If this is not possible, is there any other way to get it into one single warp or would I have to first apply the param file and then warp the subsequent file to MNI space?
* The option '-nwarp_save sss' lets you save a 3D dataset of the
the displacement field used to create the output dataset. This
dataset can be used in program 3dNwarpApply to warp other datasets.
++ If the warp is symbolized by x -> w(x) [here, x is a DICOM 3-vector],
then the '-nwarp_save' dataset contains w(x)-x; that is, it contains
the warp displacement of each grid point from its grid location.
++ Also see program 3dNwarpCalc for other things you can do with this file:
warp inversion, catenation, square root, ...
It has been a long time since this option was implemented, so I can’t be sure if it still works as advertised. You’ll have to try it and see.

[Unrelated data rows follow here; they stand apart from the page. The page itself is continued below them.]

use hulk_ir::{Expr, FunctionDecl};

/// Parser output: top-level function declarations followed by the
/// expression to evaluate.
#[derive(Clone, Debug)]
pub struct Program {
    pub declarations: Vec<FunctionDecl>,
    pub body: Expr,
}

impl Program {
    pub fn new(declarations: Vec<FunctionDecl>, body: Expr) -> Self {
        Program { declarations, body }
    }

    /// A program without declarations.
    pub fn expression(body: Expr) -> Self {
        Program {
            declarations: Vec::new(),
            body,
        }
    }
}
//! Token types shared by the scanner, the parser, and the evaluation core.

mod kind;

pub use kind::TokenKind;

use std::fmt;
use std::hash::{Hash, Hasher};
use std::sync::atomic::{AtomicU32, Ordering};

use crate::Name;

/// Source of fresh token identities.
static NEXT_TOKEN_ID: AtomicU32 = AtomicU32::new(0);

/// Identity of a token's binding site.
///
/// Every call to [`Token::new`] (and every rename) draws a fresh id; clones
/// keep the id of the token they were cloned from.
#[derive(Copy, Clone, Eq, PartialEq, Hash, Debug)]
pub struct TokenId(u32);

impl TokenId {
    fn fresh() -> Self {
        TokenId(NEXT_TOKEN_ID.fetch_add(1, Ordering::Relaxed))
    }
}

/// Semantic value carried by literal tokens and literal expressions.
#[derive(Clone, Debug, PartialEq)]
pub enum Literal {
    Number(f64),
    Str(String),
    Bool(bool),
}

impl fmt::Display for Literal {
    fn fmt(&self, f: &mut fmt::Formatter<'_>) -> fmt::Result {
        match self {
            Literal::Number(n) => write!(f, "{n}"),
            Literal::Str(s) => {
                f.write_str("\"")?;
                for c in s.chars() {
                    match c {
                        '"' | '\\' => write!(f, "\\{c}")?,
                        _ => write!(f, "{c}")?,
                    }
                }
                f.write_str("\"")
            }
            Literal::Bool(b) => write!(f, "{b}"),
        }
    }
}

/// A lexical unit.
///
/// Tokens are immutable once constructed. Equality and hashing are by
/// identity: two tokens are equal only if one is a clone of the other,
/// regardless of their lexemes. Compare [`Token::lexeme`] when text equality
/// is what matters.
#[derive(Clone)]
pub struct Token {
    kind: TokenKind,
    lexeme: Name,
    literal: Option<Literal>,
    offset: u32,
    id: TokenId,
}

impl Token {
    pub fn new(kind: TokenKind, lexeme: Name, literal: Option<Literal>, offset: u32) -> Self {
        Token {
            kind,
            lexeme,
            literal,
            offset,
            id: TokenId::fresh(),
        }
    }

    /// Create an identifier token.
    pub fn identifier(lexeme: Name, offset: u32) -> Self {
        Self::new(TokenKind::Identifier, lexeme, None, offset)
    }

    /// Create a new binding site with a different lexeme at the same
    /// source position.
    #[must_use]
    pub fn renamed(&self, lexeme: Name) -> Self {
        Token {
            kind: self.kind,
            lexeme,
            literal: self.literal.clone(),
            offset: self.offset,
            id: TokenId::fresh(),
        }
    }

    #[inline]
    pub fn kind(&self) -> TokenKind {
        self.kind
    }

    #[inline]
    pub fn lexeme(&self) -> Name {
        self.lexeme
    }

    #[inline]
    pub fn literal(&self) -> Option<&Literal> {
        self.literal.as_ref()
    }

    /// Approximate character offset of the token in its source line.
    #[inline]
    pub fn offset(&self) -> u32 {
        self.offset
    }

    #[inline]
    pub fn id(&self) -> TokenId {
        self.id
    }

    /// Returns `true` if both tokens denote the same binding site.
    #[inline]
    pub fn same_site(&self, other: &Token) -> bool {
        self.id == other.id
    }
}

impl PartialEq for Token {
    fn eq(&self, other: &Self) -> bool {
        self.same_site(other)
    }
}

impl Eq for Token {}

impl Hash for Token {
    fn hash<H: Hasher>(&self, state: &mut H) {
        self.id.hash(state);
    }
}

impl fmt::Debug for Token {
    fn fmt(&self, f: &mut fmt::Formatter<'_>) -> fmt::Result {
        write!(
            f,
            "{:?}({:?}) #{} @ {}",
            self.kind, self.lexeme, self.id.0, self.offset
        )
    }
}
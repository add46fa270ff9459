//! Stack safety for deep recursion.
//!
//! Recursive Hulk functions recurse on the native stack through the
//! visitor. `stacker` grows the stack on demand so that only the configured
//! recursion limit, not the thread's stack size, bounds call depth.

/// Ensure sufficient stack space is available before executing `f`.
#[inline]
#[cfg(not(target_arch = "wasm32"))]
pub fn ensure_sufficient_stack<R>(f: impl FnOnce() -> R) -> R {
    /// Minimum stack space to keep available (100KB red zone).
    const RED_ZONE: usize = 100 * 1024;

    /// Stack space to allocate when growing (1MB).
    const STACK_PER_RECURSION: usize = 1024 * 1024;

    stacker::maybe_grow(RED_ZONE, STACK_PER_RECURSION, f)
}

#[inline]
#[cfg(target_arch = "wasm32")]
pub fn ensure_sufficient_stack<R>(f: impl FnOnce() -> R) -> R {
    f()
}
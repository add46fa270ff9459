//! Unary and binary operators.

use crate::TokenKind;

/// Unary operators.
#[derive(Copy, Clone, Eq, PartialEq, Hash, Debug)]
pub enum UnaryOp {
    /// Logical negation: `!`
    Not,
    /// Arithmetic negation: `-`
    Neg,
}

impl UnaryOp {
    /// Classify an operator token, or `None` if it cannot be unary.
    pub fn from_kind(kind: TokenKind) -> Option<Self> {
        match kind {
            TokenKind::Bang => Some(Self::Not),
            TokenKind::Minus => Some(Self::Neg),
            _ => None,
        }
    }

    pub const fn as_symbol(self) -> &'static str {
        match self {
            Self::Not => "!",
            Self::Neg => "-",
        }
    }
}

/// Binary operators.
#[derive(Copy, Clone, Eq, PartialEq, Hash, Debug)]
pub enum BinaryOp {
    // Arithmetic
    Add,
    Sub,
    Mul,
    Div,
    Mod,
    Pow,

    // Text
    Concat,

    // Logical
    And,
    Or,

    // Comparison
    Lt,
    LtEq,
    Gt,
    GtEq,
    Eq,
    NotEq,
}

impl BinaryOp {
    /// Classify an operator token, or `None` if it cannot be binary.
    pub fn from_kind(kind: TokenKind) -> Option<Self> {
        let op = match kind {
            TokenKind::Plus => Self::Add,
            TokenKind::Minus => Self::Sub,
            TokenKind::Star => Self::Mul,
            TokenKind::Slash => Self::Div,
            TokenKind::Percent => Self::Mod,
            TokenKind::Caret => Self::Pow,
            TokenKind::At => Self::Concat,
            TokenKind::Amp => Self::And,
            TokenKind::Pipe => Self::Or,
            TokenKind::Less => Self::Lt,
            TokenKind::LessEqual => Self::LtEq,
            TokenKind::Greater => Self::Gt,
            TokenKind::GreaterEqual => Self::GtEq,
            TokenKind::EqualEqual => Self::Eq,
            TokenKind::BangEqual => Self::NotEq,
            _ => return None,
        };
        Some(op)
    }

    /// Returns the source-level symbol for this operator.
    ///
    /// Used in error messages to show the exact operator that failed.
    pub const fn as_symbol(self) -> &'static str {
        match self {
            Self::Add => "+",
            Self::Sub => "-",
            Self::Mul => "*",
            Self::Div => "/",
            Self::Mod => "%",
            Self::Pow => "^",
            Self::Concat => "@",
            Self::And => "&",
            Self::Or => "|",
            Self::Lt => "<",
            Self::LtEq => "<=",
            Self::Gt => ">",
            Self::GtEq => ">=",
            Self::Eq => "==",
            Self::NotEq => "!=",
        }
    }
}
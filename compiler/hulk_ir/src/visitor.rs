//! AST Visitor Protocol
//!
//! Every consumer of the expression tree (evaluator, printer, rewriter)
//! implements [`Visitor`] with one handler per [`Expr`] variant.
//! [`Expr::accept`] forwards to the handler that matches the node and
//! returns its result unchanged.
//!
//! # Design
//!
//! The variant set is closed: adding a variant is a compile error in every
//! consumer until it gains a handler. Consumers are open: a new
//! interpretation of the tree is a new `Visitor` impl, with no change to the
//! AST types.
//!
//! Handlers receive the node by reference and decide themselves whether and
//! in what order to descend into children (by calling `accept` on them).
//!
//! # Example
//!
//! ```text
//! struct CountCalls;
//!
//! impl Visitor for CountCalls {
//!     type Output = usize;
//!     fn visit_call(&mut self, call: &CallExpr) -> usize {
//!         1 + call.arguments.iter().map(|a| a.accept(self)).sum::<usize>()
//!     }
//!     // ... one handler per variant
//! }
//! ```

use crate::ast::{
    BinaryExpr, CallExpr, ConditionalExpr, Expr, FunctionDecl, LetInExpr, UnaryExpr,
};
use crate::{Literal, Token};

/// Double-dispatch target for [`Expr::accept`].
pub trait Visitor {
    /// Result of visiting a node.
    type Output;

    fn visit_literal(&mut self, literal: &Literal) -> Self::Output;

    fn visit_unary(&mut self, expr: &UnaryExpr) -> Self::Output;

    fn visit_binary(&mut self, expr: &BinaryExpr) -> Self::Output;

    fn visit_conditional(&mut self, expr: &ConditionalExpr) -> Self::Output;

    fn visit_let_in(&mut self, expr: &LetInExpr) -> Self::Output;

    fn visit_variable(&mut self, identifier: &Token) -> Self::Output;

    fn visit_function(&mut self, decl: &FunctionDecl) -> Self::Output;

    fn visit_call(&mut self, expr: &CallExpr) -> Self::Output;
}

impl Expr {
    /// Dispatch to the visitor handler for this node's variant.
    #[inline]
    pub fn accept<V: Visitor + ?Sized>(&self, visitor: &mut V) -> V::Output {
        match self {
            Expr::Literal(literal) => visitor.visit_literal(literal),
            Expr::Unary(expr) => visitor.visit_unary(expr),
            Expr::Binary(expr) => visitor.visit_binary(expr),
            Expr::Conditional(expr) => visitor.visit_conditional(expr),
            Expr::LetIn(expr) => visitor.visit_let_in(expr),
            Expr::Variable(identifier) => visitor.visit_variable(identifier),
            Expr::Function(decl) => visitor.visit_function(decl),
            Expr::Call(expr) => visitor.visit_call(expr),
        }
    }
}
//! Evaluation session.
//!
//! A session owns one environment for its whole lifetime: functions
//! declared by one program stay callable from every later program, as in
//! an interactive prompt. Variable bindings never outlive a run.

use hulk_diagnostic::{report_and_raise, HulkResult, Reporter};
use hulk_eval::{
    buffer_handler, stdout_handler, Environment, EvalMode, InterpreterBuilder, SharedPrintHandler,
    Value,
};
use hulk_ir::SharedInterner;

use crate::Program;

/// Session settings.
#[derive(Clone, Debug, Default, PartialEq, Eq)]
pub struct SessionConfig {
    /// Print destination and default recursion limit.
    pub mode: EvalMode,
    /// Seed for `rand()`; random when unset.
    pub seed: Option<u64>,
    /// Overrides the mode's recursion limit.
    pub max_call_depth: Option<usize>,
}

impl SessionConfig {
    /// Settings for running under test: captured output, bounded
    /// recursion, deterministic `rand()`.
    pub fn test_run() -> Self {
        SessionConfig {
            mode: EvalMode::TestRun,
            seed: Some(0),
            max_call_depth: None,
        }
    }
}

pub struct Session<R: Reporter> {
    config: SessionConfig,
    interner: SharedInterner,
    env: Environment,
    print_handler: SharedPrintHandler,
    reporter: R,
}

impl<R: Reporter> Session<R> {
    pub fn new(config: SessionConfig, interner: SharedInterner, reporter: R) -> Self {
        let print_handler = if config.mode.allows_io() {
            stdout_handler()
        } else {
            buffer_handler()
        };
        Session {
            env: Environment::new(interner.clone()),
            config,
            interner,
            print_handler,
            reporter,
        }
    }

    /// Register the program's declarations, then evaluate its body.
    ///
    /// A failure is reported exactly once and then returned. Declarations
    /// registered before a failing one stay registered.
    #[tracing::instrument(
        level = "debug",
        skip_all,
        fields(declarations = program.declarations.len())
    )]
    pub fn run(&mut self, program: Program) -> HulkResult<Value> {
        match self.execute(program) {
            Ok(value) => Ok(value),
            Err(error) => {
                tracing::debug!(error_type = error.error_type(), "run failed");
                report_and_raise(&mut self.reporter, error)
            }
        }
    }

    /// Run the output of an upstream stage. A lexical or syntactic error
    /// from the scanner or parser is reported like any other failure.
    pub fn run_parsed(&mut self, parsed: HulkResult<Program>) -> HulkResult<Value> {
        match parsed {
            Ok(program) => self.run(program),
            Err(error) => report_and_raise(&mut self.reporter, error),
        }
    }

    fn execute(&mut self, program: Program) -> HulkResult<Value> {
        let Program { declarations, body } = program;
        for decl in declarations {
            self.env.register(decl)?;
        }

        let mut builder = InterpreterBuilder::new(&mut self.env)
            .mode(self.config.mode)
            .print_handler(self.print_handler.clone());
        if let Some(seed) = self.config.seed {
            builder = builder.seed(seed);
        }
        if let Some(depth) = self.config.max_call_depth {
            builder = builder.max_call_depth(depth);
        }
        builder.build().eval(&body)
    }

    #[inline]
    pub fn config(&self) -> &SessionConfig {
        &self.config
    }

    #[inline]
    pub fn interner(&self) -> &SharedInterner {
        &self.interner
    }

    #[inline]
    pub fn environment(&self) -> &Environment {
        &self.env
    }

    /// Output of `print`; empty unless the mode captures it.
    pub fn output(&self) -> String {
        self.print_handler.get_output()
    }

    #[inline]
    pub fn reporter(&self) -> &R {
        &self.reporter
    }
}
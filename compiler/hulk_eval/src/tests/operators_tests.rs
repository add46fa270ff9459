use hulk_ir::{BinaryOp, UnaryOp};
use pretty_assertions::assert_eq;

use crate::{evaluate_binary, evaluate_unary, Value};

fn num(n: f64) -> Value {
    Value::Number(n)
}

fn binary(left: Value, op: BinaryOp, right: Value) -> Value {
    match evaluate_binary(left, op, right, 0) {
        Ok(v) => v,
        Err(e) => panic!("unexpected error: {e}"),
    }
}

#[test]
fn arithmetic() {
    assert_eq!(binary(num(7.0), BinaryOp::Add, num(2.0)), num(9.0));
    assert_eq!(binary(num(7.0), BinaryOp::Sub, num(2.0)), num(5.0));
    assert_eq!(binary(num(7.0), BinaryOp::Mul, num(2.0)), num(14.0));
    assert_eq!(binary(num(7.0), BinaryOp::Div, num(2.0)), num(3.5));
    assert_eq!(binary(num(7.0), BinaryOp::Mod, num(2.0)), num(1.0));
    assert_eq!(binary(num(2.0), BinaryOp::Pow, num(10.0)), num(1024.0));
}

#[test]
fn division_by_zero_follows_floating_point() {
    assert_eq!(binary(num(1.0), BinaryOp::Div, num(0.0)), num(f64::INFINITY));
}

#[test]
fn comparison() {
    assert_eq!(binary(num(3.0), BinaryOp::Lt, num(5.0)), Value::Bool(true));
    assert_eq!(binary(num(5.0), BinaryOp::LtEq, num(5.0)), Value::Bool(true));
    assert_eq!(binary(num(3.0), BinaryOp::Gt, num(5.0)), Value::Bool(false));
    assert_eq!(binary(num(5.0), BinaryOp::GtEq, num(3.0)), Value::Bool(true));
}

#[test]
fn equality_across_types_is_false() {
    assert_eq!(binary(num(1.0), BinaryOp::Eq, num(1.0)), Value::Bool(true));
    assert_eq!(
        binary(num(1.0), BinaryOp::Eq, Value::Str("1".into())),
        Value::Bool(false)
    );
    assert_eq!(
        binary(Value::Bool(true), BinaryOp::NotEq, Value::Str("true".into())),
        Value::Bool(true)
    );
}

#[test]
fn logical() {
    let t = Value::Bool(true);
    let f = Value::Bool(false);
    assert_eq!(binary(t.clone(), BinaryOp::And, f.clone()), f);
    assert_eq!(binary(t.clone(), BinaryOp::Or, f), t);
}

#[test]
fn concat_uses_display_form() {
    assert_eq!(
        binary(Value::Str("x = ".into()), BinaryOp::Concat, num(5.0)),
        Value::Str("x = 5".into())
    );
    assert_eq!(
        binary(num(1.5), BinaryOp::Concat, Value::Bool(false)),
        Value::Str("1.5false".into())
    );
}

#[test]
fn operand_type_errors() {
    let err = evaluate_binary(num(1.0), BinaryOp::Add, Value::Bool(true), 6).unwrap_err();
    assert_eq!(
        err.message(),
        "operator '+' cannot be applied to boolean; expected numbers"
    );
    assert_eq!(err.offset(), Some(6));

    let err = evaluate_binary(Value::Str("a".into()), BinaryOp::And, Value::Bool(true), 0)
        .unwrap_err();
    assert_eq!(
        err.message(),
        "operator '&' cannot be applied to string; expected booleans"
    );
}

#[test]
fn unary() {
    assert_eq!(evaluate_unary(UnaryOp::Neg, num(4.0), 0).ok(), Some(num(-4.0)));
    assert_eq!(
        evaluate_unary(UnaryOp::Not, Value::Bool(true), 0).ok(),
        Some(Value::Bool(false))
    );
    let err = evaluate_unary(UnaryOp::Not, num(1.0), 2).unwrap_err();
    assert_eq!(
        err.message(),
        "operator '!' cannot be applied to number; expected a boolean"
    );
}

However, I’m not sure why you would want to combine bilinear warps (a very old idea of mine that didn’t prove useful, IMHO) with much more general nonlinear warps.
Hi Bob,
I was looking at bilinear for eddy current correction to test against affine to see if it was much better or not. I ran into a strange problem. I ran the following:
ind=0
while [ $ind -le 60 ]
do
3dAllineate -base B0ref_resamp.nii.gz -source dwi.nii[$ind] -master BASE -prefix eddy_${ind}.nii -1Dmatrix_save dwi_${ind}.aff12.1D -1Dparam_save dwi_${ind}.param.1D -nwarp_save warp_${ind}.nii.gz -warp aff -nwarp bilinear
ind=$((ind+1))
done
NOTE:B0ref_resamp.nii.gz is a higher resolution (1.5mm iso) than the dwi set (2mm iso). I also have B0ref.nii.gz which is the same resolution as dwi (2mm).
When I use 3dAllineate -1Dparam_apply dwi_0.param.1D -nwarp bilinear -master B0ref.nii.gz -source dwi.nii[0] -prefix dwi.eddy.0_test.nii it looks perfect.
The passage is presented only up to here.